November 27, 2013
Gregory Paul WILSON and Stormii Marie Wilson, Petitioners,
DEPARTMENT OF CORRECTIONS, Respondent.
Submitted March 01, 2013.
Gregory Paul Wilson and Stormii Marie Wilson filed the briefs pro se.
Ellen F. Rosenblum, Attorney General, Anna M. Joyce, Solicitor General, and Judy C. Lucas, Senior Assistant Attorney General, filed the brief for respondent.
Before SCHUMAN, Presiding Judge, and WOLLHEIM, Judge, and DUNCAN, Judge.

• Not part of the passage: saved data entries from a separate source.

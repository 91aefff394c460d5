//! Policy, nice, and CPU-affinity mutation contracts (C9).
//!
//! Every entry point here validates its input against the policy/permission rules before
//! touching scheduling state, and re-positions the task in its runqueue's
//! bitmap queue if it is currently waiting there and its level changed.

use core::sync::atomic::Ordering;

use crate::bitmap::StaticCpuSet;
use crate::config::{MAX_ADJ, MAX_RT_PRIO};
use crate::error::{Result, SchedError};
use crate::scheduler::task::{normal_prio, CoreId, Nice, OnRq, Policy, Priority, RunState, TaskId};
use crate::scheduler::Scheduler;

/// The process-global yield behavior (§4.9), set once by the embedder and
/// observed by every `sched_yield` call thereafter.
#[derive(Debug, Clone, Copy, PartialEq, Eq)]
pub enum YieldMode {
	/// `sched_yield` has no scheduling effect.
	NoOp,
	/// Deprioritize the current task (push `boost_prio` to its least
	/// favorable value) and requeue it.
	Deprioritize,
	/// Skip the current task for exactly the next dispatch decision,
	/// without touching its priority.
	SkipOnce,
}

impl YieldMode {
	fn from_u8(raw: u8) -> Self {
		match raw {
			1 => YieldMode::Deprioritize,
			2 => YieldMode::SkipOnce,
			_ => YieldMode::NoOp,
		}
	}
}

/// Whether a caller to the policy/affinity contract surface (§6) is
/// privileged. An unprivileged caller may only move a task's RT priority
/// downward (never raise it or switch a non-RT task into an RT policy) and
/// may only raise its own nice value (make itself less favorable), mirroring
/// the syscall contract's `nice`/`set_scheduler` PERM cases.
#[derive(Debug, Clone, Copy, PartialEq, Eq)]
pub enum Caller {
	Privileged,
	Unprivileged,
}

impl Scheduler {
	/// Sets a task's nice value (`Normal`/`Batch` policies only). An
	/// unprivileged caller may only raise the nice value (yield priority),
	/// never lower it.
	pub fn set_user_nice(&self, id: TaskId, nice: Nice, caller: Caller) -> Result<()> {
		let task_lock = self.require_task(id)?;
		{
			let task = task_lock.lock();
			if matches!(task.policy, Policy::Fifo | Policy::RoundRobin | Policy::Stop) {
				return Err(SchedError::PermissionDenied);
			}
			if caller == Caller::Unprivileged && nice.get() < task.nice().get() {
				return Err(SchedError::PermissionDenied);
			}
		}
		self.reposition(id, |task| task.set_nice(nice))
	}

	/// Changes a task's scheduling policy and, for realtime policies, its
	/// `rt_priority`. The stopper class is not user-settable. An
	/// unprivileged caller may only decrease an existing RT priority; it
	/// may neither raise one nor promote a non-RT task into an RT policy.
	pub fn set_scheduler(&self, id: TaskId, policy: Policy, rt_priority: i32, caller: Caller) -> Result<()> {
		if matches!(policy, Policy::Stop) {
			return Err(SchedError::InvalidPolicy(policy));
		}
		if policy.is_realtime() {
			if !(0..MAX_RT_PRIO).contains(&rt_priority) {
				return Err(SchedError::InvalidPriority(Priority::new(rt_priority)));
			}
		} else if rt_priority != 0 {
			return Err(SchedError::InvalidPriority(Priority::new(rt_priority)));
		}

		if caller == Caller::Unprivileged {
			let task_lock = self.require_task(id)?;
			let current = task_lock.lock();
			if policy.is_realtime() && (!current.policy.is_realtime() || rt_priority > current.rt_priority) {
				return Err(SchedError::PermissionDenied);
			}
		}

		self.reposition(id, |task| {
			task.policy = policy;
			task.rt_priority = rt_priority;
			task.normal_prio = normal_prio(policy, task.static_prio, rt_priority);
			task.boost_prio = 0;
			task.recompute_effective_prio_with_donor(None);
		})
	}

	/// Restricts a task to run only on CPUs in `mask`. If the task's
	/// current home CPU is no longer allowed: a task waiting in a runqueue
	/// is moved directly; a task actually running there is forced off via
	/// the stopper and moved, passing through the transient `Migrating`
	/// state (the one `on_rq` carve-out P6 allows) for the window between
	/// leaving its old runqueue and landing on its new one.
	pub fn set_cpus_allowed(&self, id: TaskId, mask: StaticCpuSet) -> Result<()> {
		if mask.is_empty() {
			return Err(SchedError::EmptyAffinityMask);
		}
		let online = self.online_mask();
		if mask.intersection(&online).is_empty() {
			return Err(SchedError::EmptyAffinityMask);
		}

		let task_lock = self.require_task(id)?;
		let (old_home, bmq_idx, on_cpu, still_allowed) = {
			let mut task = task_lock.lock();
			task.cpus_mask = mask.clone();
			task.nr_cpus_allowed = mask.iter().count();
			(task.home_cpu, task.bmq_idx, task.on_cpu, mask.contains(task.home_cpu))
		};
		if still_allowed {
			return Ok(());
		}

		if on_cpu {
			self.migrate_running_task(id, old_home, &mask, &online);
			return Ok(());
		}

		let Some(level) = bmq_idx else {
			// Not currently sitting in a runqueue (blocked): nothing to
			// move right now, it will land on an allowed CPU on wakeup.
			return Ok(());
		};

		let mut old_rq = self.rq(old_home).lock();
		let Some(handle) = old_rq.dequeue(level, id, self.watermark()) else {
			return Ok(());
		};
		drop(old_rq);

		let new_home = mask.intersection(&online).iter().next().expect("checked non-empty above");
		{
			let mut task = task_lock.lock();
			task.home_cpu = new_home;
		}
		self.rq(new_home).lock().enqueue(level, handle, self.watermark(), false);
		Ok(())
	}

	/// Forces `id`, currently running on `cpu`, off via the stopper and
	/// re-dispatches it onto an allowed CPU.
	fn migrate_running_task(&self, id: TaskId, cpu: CoreId, mask: &StaticCpuSet, online: &StaticCpuSet) {
		let Some(task_lock) = self.task(id) else { return };
		task_lock.lock().on_rq = OnRq::Migrating;

		self.hooks().stop_one_cpu(cpu, &|| {});

		let (target, level) = {
			let mut task = task_lock.lock();
			task.on_cpu = false;
			task.run_state = RunState::Runnable;
			let target = mask.intersection(online).pick(Some(task.home_cpu)).unwrap_or(task.home_cpu);
			task.home_cpu = target;
			let level = task.sched_prio();
			task.bmq_idx = Some(level);
			task.on_rq = OnRq::Queued;
			(target, level)
		};
		let handle = task_lock.lock().handle();
		self.rq(target).lock().enqueue(level, handle, self.watermark(), false);
		let mut old_rq = self.rq(cpu).lock();
		if old_rq.current().is_some_and(|c| c.id == id) {
			old_rq.set_current(None, self.watermark());
		}
		drop(old_rq);
		log::debug!("task {id} forced off cpu {cpu} by affinity change, migrated to cpu {target}");
	}

	/// Sets the process-global yield mode observed by every subsequent
	/// `sched_yield` call.
	pub fn set_yield_mode(&self, mode: YieldMode) {
		self.yield_mode.store(mode as u8, Ordering::Relaxed);
	}

	pub fn yield_mode(&self) -> YieldMode {
		YieldMode::from_u8(self.yield_mode.load(Ordering::Relaxed))
	}

	/// The `sched_yield` syscall contract (§4.9/§6): voluntarily gives up
	/// `cpu` according to the configured [`YieldMode`], then runs one
	/// dispatch decision so the effect is observed immediately. Always
	/// returns `Ok(())`, matching the contract's "returns 0".
	pub fn sched_yield(&self, cpu: CoreId) -> Result<()> {
		match self.yield_mode() {
			YieldMode::NoOp => {}
			YieldMode::Deprioritize => {
				let current = self.rq(cpu).lock().current();
				if let Some(current) = current {
					if let Some(task_lock) = self.task(current.id) {
						let mut task = task_lock.lock();
						// Conservative resolution of the yield/PI open question
						// (§9): a task donating its priority never self-deboosts.
						if task.pi_top_task.is_none() {
							task.boost_prio = MAX_ADJ;
						}
					}
				}
			}
			YieldMode::SkipOnce => {
				let mut rq = self.rq(cpu).lock();
				if let Some(current) = rq.current() {
					rq.set_skip_marker(Some(current.id));
				}
			}
		}
		self.schedule(cpu)
	}

	/// Runs `mutate` on `id`'s task, then re-derives its dispatch level and,
	/// if it is currently queued, moves it to the right bitmap level on its
	/// own runqueue.
	fn reposition(&self, id: TaskId, mutate: impl FnOnce(&mut crate::scheduler::task::Task)) -> Result<()> {
		let task_lock = self.require_task(id)?;
		let (home, old_level, new_level, queued) = {
			let mut task = task_lock.lock();
			let old_level = task.bmq_idx;
			mutate(&mut task);
			let new_level = task.sched_prio();
			let queued = task.on_rq == OnRq::Queued && old_level.is_some();
			if queued {
				task.bmq_idx = Some(new_level);
			}
			(task.home_cpu, old_level, new_level, queued)
		};

		if !queued {
			return Ok(());
		}
		let old_level = old_level.expect("queued implies a cached level");
		if old_level == new_level {
			return Ok(());
		}

		let mut rq = self.rq(home).lock();
		if let Some(handle) = rq.dequeue(old_level, id, self.watermark()) {
			rq.enqueue(new_level, handle, self.watermark(), false);
			let more_urgent_than_current = rq.current().is_some_and(|c| new_level < c.level);
			if more_urgent_than_current {
				rq.set_need_resched(true);
			}
		}
		Ok(())
	}
}
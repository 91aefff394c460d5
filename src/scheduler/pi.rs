//! Priority inheritance.
//!
//! Generalizes the host scheduler's futex/parking-lot wait list
//! (`synch/futex.rs`'s `PARKING_LOT`) into an explicit donation contract: a
//! blocked higher-priority waiter can donate its priority to whichever task
//! currently holds the resource it wants, so that holder gets scheduled
//! promptly instead of being starved by unrelated lower-priority work
//! (classic priority-inversion avoidance). The host has no equivalent
//! rt-mutex/PI module of its own to adapt directly, so this is built fresh
//! in its idiom: one task lock at a time, lock order `pi_lock` before
//! `rq.lock`, never both donor and holder locks held simultaneously.
//!
//! Only single-level donation is modeled: a holder that is itself blocked
//! waiting on another resource does not propagate the donated priority
//! further up the chain. Real rt-mutex implementations walk the full
//! chain; that is out of scope here (`pi_top_task` is a single donor slot,
//! not a chain link).

use crate::error::Result;
use crate::scheduler::task::{CoreId, OnRq, TaskId};
use crate::scheduler::Scheduler;

impl Scheduler {
	/// Donates `donor`'s priority to `holder` if doing so would make
	/// `holder` more urgent than it already is. Repositions `holder` in its
	/// runqueue immediately if it is currently waiting there.
	pub fn donate_priority(&self, donor: TaskId, holder: TaskId) -> Result<()> {
		let donor_lock = self.require_task(donor)?;
		let donor_prio = donor_lock.lock().prio;

		let holder_lock = self.require_task(holder)?;
		let (home, old_level, new_level, queued) = {
			let mut task = holder_lock.lock();
			if donor_prio >= task.prio {
				return Ok(());
			}
			let old_level = task.bmq_idx;
			task.pi_top_task = Some(donor);
			task.recompute_effective_prio_with_donor(Some(donor_prio));
			let new_level = task.sched_prio();
			let queued = task.on_rq == OnRq::Queued && old_level.is_some();
			if queued {
				task.bmq_idx = Some(new_level);
			}
			(task.home_cpu, old_level, new_level, queued)
		};

		log::debug!("task {holder} inherits priority from {donor}");
		self.reposition_pi(holder, home, old_level, new_level, queued)
	}

	/// Releases a previously-donated boost, restoring `holder` to its own
	/// `normal_prio` (the PI-unwind path taken when a lock is
	/// released or a donor gives up waiting).
	pub fn clear_donated_priority(&self, holder: TaskId) -> Result<()> {
		let holder_lock = self.require_task(holder)?;
		let (home, old_level, new_level, queued) = {
			let mut task = holder_lock.lock();
			if task.pi_top_task.is_none() {
				return Ok(());
			}
			let old_level = task.bmq_idx;
			task.pi_top_task = None;
			task.recompute_effective_prio_with_donor(None);
			let new_level = task.sched_prio();
			let queued = task.on_rq == OnRq::Queued && old_level.is_some();
			if queued {
				task.bmq_idx = Some(new_level);
			}
			(task.home_cpu, old_level, new_level, queued)
		};

		self.reposition_pi(holder, home, old_level, new_level, queued)
	}

	fn reposition_pi(
		&self,
		id: TaskId,
		home: CoreId,
		old_level: Option<usize>,
		new_level: usize,
		queued: bool,
	) -> Result<()> {
		if !queued {
			return Ok(());
		}
		let old_level = old_level.expect("queued implies a cached level");
		if old_level == new_level {
			return Ok(());
		}
		let mut rq = self.rq(home).lock();
		if let Some(handle) = rq.dequeue(old_level, id, self.watermark()) {
			rq.enqueue(new_level, handle, self.watermark(), false);
			let more_urgent_than_current = rq.current().is_some_and(|c| new_level < c.level);
			if more_urgent_than_current {
				rq.set_need_resched(true);
			}
		}
		Ok(())
	}
}

#[cfg(test)]
mod tests {
	use super::*;
	use crate::bitmap::StaticCpuSet;
	use crate::hooks::test_hooks::FakeHooks;
	use crate::scheduler::task::{OnRq, Policy, Task};
	use crate::topology::Topology;
	use alloc::boxed::Box;

	fn scheduler(ncpus: usize) -> Scheduler {
		let topo = Topology::flat(ncpus);
		let hooks = Box::new(FakeHooks::new(ncpus));
		let sched = Scheduler::new(topo, hooks);
		for cpu in 0..ncpus as CoreId {
			sched.rq(cpu).lock().set_online(true);
		}
		sched
	}

	#[test]
	fn donation_boosts_and_requeues_holder() {
		let sched = scheduler(1);
		let mask = StaticCpuSet::full(1);

		let mut donor = Task::new(TaskId::new(1), Policy::Fifo, 0, mask.clone());
		donor.rt_priority = 80;
		donor.normal_prio = crate::scheduler::task::normal_prio(donor.policy, donor.static_prio, donor.rt_priority);
		donor.prio = donor.normal_prio;
		let donor_id = donor.id;
		sched.insert_task(donor_id, donor);

		let mut holder = Task::new(TaskId::new(2), Policy::Normal, 0, mask);
		holder.on_rq = OnRq::Queued;
		let level = holder.sched_prio();
		holder.bmq_idx = Some(level);
		let handle = holder.handle();
		let holder_id = holder.id;
		let original_prio = holder.prio;
		sched.insert_task(holder_id, holder);
		sched.rq(0).lock().enqueue(level, handle, sched.watermark(), false);

		sched.donate_priority(donor_id, holder_id).unwrap();
		let boosted = sched.task(holder_id).unwrap().lock().prio;
		assert!(boosted < original_prio, "donation should have made the holder more urgent");
		assert_eq!(sched.task(holder_id).unwrap().lock().pi_top_task, Some(donor_id));
		assert_eq!(sched.task(holder_id).unwrap().lock().sched_prio(), 0, "holder should now sit in the RT level");

		sched.clear_donated_priority(holder_id).unwrap();
		assert_eq!(sched.task(holder_id).unwrap().lock().pi_top_task, None);
	}
}
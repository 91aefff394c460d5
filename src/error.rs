//! Error taxonomy for the scheduler's syscall-contract surface.
//!
//! Only the "Validation", "Permission", "Lookup" and "Resource" kinds from
//! the design are surfaced here. "Invariant violation" and "Transient race"
//! are not represented as [`SchedError`] values: the former is a
//! `debug_assert!` in debug builds and a `warn!` + safe no-op in release
//! builds, the latter is handled by spinning/retrying at the call site.

use thiserror::Error;

use crate::scheduler::task::{Policy, Priority, TaskId};

/// Errors returned across the policy/affinity/PI contract surface.
#[derive(Debug, Error, Clone, Copy, PartialEq, Eq)]
pub enum SchedError {
	/// `policy` is not a recognized scheduling class.
	#[error("policy {0:?} is not a valid scheduling policy")]
	InvalidPolicy(Policy),

	/// `priority` is out of range for the given policy.
	#[error("priority {0:?} is out of range for the given policy")]
	InvalidPriority(Priority),

	/// The requested CPU affinity mask does not intersect the set of
	/// online CPUs, or is empty.
	#[error("requested affinity mask does not intersect any online CPU")]
	EmptyAffinityMask,

	/// The caller lacks permission to perform the requested change
	/// (e.g. raising RT priority, or changing another user's task).
	#[error("permission denied for this priority/policy change")]
	PermissionDenied,

	/// No task with this id is known to the scheduler.
	#[error("task {0} not found")]
	TaskNotFound(TaskId),

	/// A transient allocation failed (e.g. copying an affinity mask).
	/// Scheduler state is left unchanged.
	#[error("resource exhausted")]
	Resource,
}

pub type Result<T> = core::result::Result<T, SchedError>;
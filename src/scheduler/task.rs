//! Task scheduling state (C4).
//!
//! Mirrors the host scheduler's `Task`/`TaskHandle` split: the full state
//! lives behind one lock per task (the `pi_lock`), while a small
//! `Copy` [`TaskHandle`] snapshot is what gets threaded through queues and
//! wakeup paths without holding that lock — the same "arena/index instead
//! of shared pointers" shape calls for, generalized
//! from the host's `Rc<RefCell<Task>>` + `TaskHandle` pair into a
//! `CoreId`-addressed, no-thread-local API.

use core::fmt;

use crate::bitmap::StaticCpuSet;
use crate::config::{MAX_ADJ, MAX_RT_PRIO, NICE_WIDTH, NO_PRIORITIES};

/// Unique identifier for a CPU.
pub type CoreId = u32;

/// Unique identifier for a task.
#[derive(PartialEq, Eq, PartialOrd, Ord, Debug, Clone, Copy, Hash)]
pub struct TaskId(u64);

impl TaskId {
	pub const fn new(id: u64) -> Self {
		Self(id)
	}

	pub const fn get(self) -> u64 {
		self.0
	}
}

impl fmt::Display for TaskId {
	fn fmt(&self, f: &mut fmt::Formatter<'_>) -> fmt::Result {
		write!(f, "{}", self.0)
	}
}

/// Scheduling policy/class.
#[derive(PartialEq, Eq, Debug, Clone, Copy)]
pub enum Policy {
	Fifo,
	RoundRobin,
	Normal,
	Batch,
	Idle,
	/// The dedicated stopper class used for migration/hotplug drain.
	/// Not user-settable via `set_scheduler`.
	Stop,
}

impl Policy {
	pub fn is_realtime(self) -> bool {
		matches!(self, Policy::Fifo | Policy::RoundRobin | Policy::Stop)
	}
}

/// A validated nice value in `[-20, 19]`.
#[derive(PartialEq, Eq, PartialOrd, Ord, Debug, Clone, Copy)]
pub struct Nice(i8);

impl Nice {
	pub const MIN: i8 = -20;
	pub const MAX: i8 = 19;

	pub fn new(value: i8) -> Option<Self> {
		(Self::MIN..=Self::MAX).contains(&value).then_some(Self(value))
	}

	pub fn clamp(value: i32) -> Self {
		Self(value.clamp(Self::MIN as i32, Self::MAX as i32) as i8)
	}

	pub fn get(self) -> i8 {
		self.0
	}
}

/// The kernel-visible effective priority (`t.prio`), a single `i32` address
/// space shared by RT and normal tasks: `0..MAX_RT_PRIO` is realtime
/// (lower is more urgent, matching `rt_priority` descending), and
/// `MAX_RT_PRIO..` is normal/batch/idle space.
#[derive(PartialEq, Eq, PartialOrd, Ord, Debug, Clone, Copy)]
pub struct Priority(i32);

impl Priority {
	pub const fn new(raw: i32) -> Self {
		Self(raw)
	}

	pub const fn get(self) -> i32 {
		self.0
	}

	pub fn is_realtime(self) -> bool {
		self.0 < MAX_RT_PRIO
	}
}

/// A task's `on_rq` state: not queued anywhere, queued on some
/// runqueue's priority queue, or in transit between two runqueues.
#[derive(PartialEq, Eq, Debug, Clone, Copy)]
pub enum OnRq {
	Blocked,
	Queued,
	Migrating,
}

/// Coarse run state, orthogonal to `on_rq`: whether a queued task is the one
/// actually executing, blocked waiting on something, or torn down.
#[derive(PartialEq, Eq, Debug, Clone, Copy)]
pub enum RunState {
	Runnable,
	Running,
	Blocked,
	UninterruptibleBlocked,
	Finished,
	Idle,
}

/// A lightweight, `Copy` reference to a task used for queue linkage and
/// cross-lock bookkeeping without holding the task's own lock ("break
/// ownership").
#[derive(Debug, Clone, Copy, PartialEq, Eq)]
pub struct TaskHandle {
	id: TaskId,
	prio: Priority,
	home_cpu: CoreId,
}

impl TaskHandle {
	pub fn new(id: TaskId, prio: Priority, home_cpu: CoreId) -> Self {
		Self { id, prio, home_cpu }
	}

	pub fn id(&self) -> TaskId {
		self.id
	}

	pub fn priority(&self) -> Priority {
		self.prio
	}

	pub fn home_cpu(&self) -> CoreId {
		self.home_cpu
	}
}

/// The full scheduling state for one task, protected by its own lock (the
/// `pi_lock`) in [`crate::scheduler::Scheduler`].
#[derive(Debug, Clone)]
pub struct Task {
	pub id: TaskId,
	pub policy: Policy,
	/// nice-derived static priority, meaningful for `Normal`/`Batch`.
	pub static_prio: i32,
	/// `0..=99`, meaningful for `Fifo`/`RoundRobin`.
	pub rt_priority: i32,
	/// `normal_prio(t)`, recomputed whenever policy/nice/rt_priority change.
	pub normal_prio: i32,
	/// Effective priority: `normal_prio` unless PI-boosted.
	pub prio: i32,
	/// Dynamic interactivity adjustment, `Normal` only, clamped to
	/// `[-MAX_ADJ, MAX_ADJ]`.
	pub boost_prio: i32,
	/// Cached C1 bitmap level (`sched_prio(t)`); `None` while not queued.
	pub bmq_idx: Option<usize>,
	/// Nanoseconds of time-slice remaining.
	pub time_slice: u64,
	/// `rq.clock` snapshot at the last time this task started running.
	pub last_ran: u64,
	pub on_rq: OnRq,
	pub run_state: RunState,
	/// Whether this task is the one actually executing on `home_cpu`
	/// (`on_cpu`).
	pub on_cpu: bool,
	/// The runqueue this task is linked into (or was last linked into).
	pub home_cpu: CoreId,
	pub cpus_mask: StaticCpuSet,
	pub nr_cpus_allowed: usize,
	/// Priority-inheritance donor, if any (a "weak pointer", not owning).
	pub pi_top_task: Option<TaskId>,
}

impl Task {
	pub fn new(id: TaskId, policy: Policy, home_cpu: CoreId, cpus_mask: StaticCpuSet) -> Self {
		let nr_cpus_allowed = cpus_mask.iter().count();
		let mut task = Self {
			id,
			policy,
			static_prio: MAX_ADJ,
			rt_priority: 0,
			normal_prio: 0,
			prio: 0,
			boost_prio: 0,
			bmq_idx: None,
			time_slice: 0,
			last_ran: 0,
			on_rq: OnRq::Blocked,
			run_state: RunState::Runnable,
			on_cpu: false,
			home_cpu,
			cpus_mask,
			nr_cpus_allowed,
			pi_top_task: None,
		};
		task.normal_prio = normal_prio(policy, task.static_prio, task.rt_priority);
		task.prio = task.normal_prio;
		task
	}

	pub fn idle(id: TaskId, home_cpu: CoreId, cpus_mask: StaticCpuSet) -> Self {
		let mut task = Self::new(id, Policy::Idle, home_cpu, cpus_mask);
		task.run_state = RunState::Idle;
		task.on_rq = OnRq::Queued;
		task.normal_prio = idle_normal_prio();
		task.prio = task.normal_prio;
		task
	}

	pub fn handle(&self) -> TaskHandle {
		TaskHandle::new(self.id, Priority::new(self.prio), self.home_cpu)
	}

	pub fn nice(&self) -> Nice {
		Nice::clamp(self.static_prio - MAX_ADJ)
	}

	pub fn set_nice(&mut self, nice: Nice) {
		self.static_prio = i32::from(nice.get()) + MAX_ADJ;
		self.normal_prio = normal_prio(self.policy, self.static_prio, self.rt_priority);
		self.recompute_effective_prio();
	}

	/// Recomputes `prio` from `normal_prio` and the PI donor chain:
	/// `prio = min(normal_prio, donor.prio)` if PI-boosted, else
	/// `normal_prio`. The donor's priority is supplied by the caller, since
	/// resolving `pi_top_task` requires locking another task.
	pub fn recompute_effective_prio_with_donor(&mut self, donor_prio: Option<i32>) {
		self.prio = match donor_prio {
			Some(donor) => self.normal_prio.min(donor),
			None => self.normal_prio,
		};
	}

	fn recompute_effective_prio(&mut self) {
		self.recompute_effective_prio_with_donor(None);
	}

	/// `sched_prio(t)`: the bitmap level this task belongs in.
	pub fn sched_prio(&self) -> usize {
		if self.prio < MAX_RT_PRIO {
			0
		} else {
			let level = self.prio - MAX_RT_PRIO + self.boost_prio;
			level.clamp(0, (NO_PRIORITIES - 1) as i32) as usize
		}
	}

	/// Bound imposed on `boost_prio` by this task's policy.
	fn boost_floor(&self) -> i32 {
		match self.policy {
			Policy::Normal => -MAX_ADJ,
			_ => 0,
		}
	}

	/// Promote (more interactive) by one step, saturating at the
	/// policy-specific floor. A no-op while donating priority to another
	/// task (conservative resolution: never self-deboost while donating).
	pub fn boost(&mut self) {
		if self.pi_top_task.is_some() {
			return;
		}
		let floor = self.boost_floor();
		self.boost_prio = (self.boost_prio - 1).max(floor);
	}

	/// Deboost by one step toward zero, saturating.
	pub fn deboost(&mut self) {
		self.boost_prio = (self.boost_prio + 1).min(MAX_ADJ);
	}
}

/// `normal_prio(t)`.
pub fn normal_prio(policy: Policy, static_prio: i32, rt_priority: i32) -> i32 {
	if policy.is_realtime() {
		MAX_RT_PRIO - 1 - rt_priority
	} else {
		static_prio + MAX_RT_PRIO
	}
}

/// The reserved `normal_prio` for the idle task: one level below the least
/// urgent normal-policy level.
pub fn idle_normal_prio() -> i32 {
	MAX_RT_PRIO + NICE_WIDTH + MAX_ADJ
}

[259 Or.App. 555] Petitioner Gregory Wilson, who is an inmate at a Department of Corrections institution, and his wife Stormii Wilson, who is not, challenge the validity of a department rule that prohibits inmates from receiving " [s]exually explicit material which by its nature or content poses a threat or is detrimental to the security, good order or discipline of the facility, inmate rehabilitation, or facilitates criminal activity * * *." OAR 291-131-0035(1)(a). Petitioners contend that the
rule violates their freedom of expression as guaranteed [259 Or.App. 556] by Article I, section 8, of the Oregon Constitution. We conclude that the rule, on its face, is not unconstitutional. We therefore reject petitioners' challenge.
Petitioners advance a facial challenge under ORS 183.400(1)— that is, they contend that the department created a rule that is unlawful per se, apart from any particular application or set of circumstances. See State v. Johnson, 238 Or.App. 672, 675-76, 243 P.3d 805 (2010) (describing facial challenge). In reviewing such challenges, we are limited to consideration of the rule itself, statutory provisions authorizing the rule, and documents bearing on compliance with rulemaking procedures. ORS 183.400(3); AFSCME Local 2623 v. Dept. of Corrections, 315 Or. 74, 79, 843 P.2d 409 (1992). We may declare a rule invalid only if, based on those sources, we conclude that the rule violates a constitutional provision, exceeds the agency's statutory authority, or was adopted without compliance with applicable rulemaking procedures. ORS 183.400(4); Estes v. Dept. of Corrections, 210 Or.App. 399, 401, 150 P.3d 1088, rev. den., 342 Or. 523, 156 P.3d 69 (2007).
Petitioners do not allege that the adoption of the rule was procedurally invalid. They do, however, assert that the rule exceeds the department's statutory authority and that it is unconstitutional. Their argument regarding the department's authority rests on two premises. The first is that the department has no authority to regulate the conduct of persons such as Stormii Wilson, who is not incarcerated. That premise is unsupportable. The rule regulates the receipt, by inmates, of material sent by noninmates, and regulates noninmates' conduct only when that conduct reaches into the institution and threatens its operations. Petitioners' second premise underlying the theory that the rule exceeds the department's statutory authority is that the department [259 Or.App. 557] has no authority to promulgate unconstitutional rules. That ultra vires argument collapses into the constitutional argument; thus, the only question before us is whether the rule violates Article I, section 8.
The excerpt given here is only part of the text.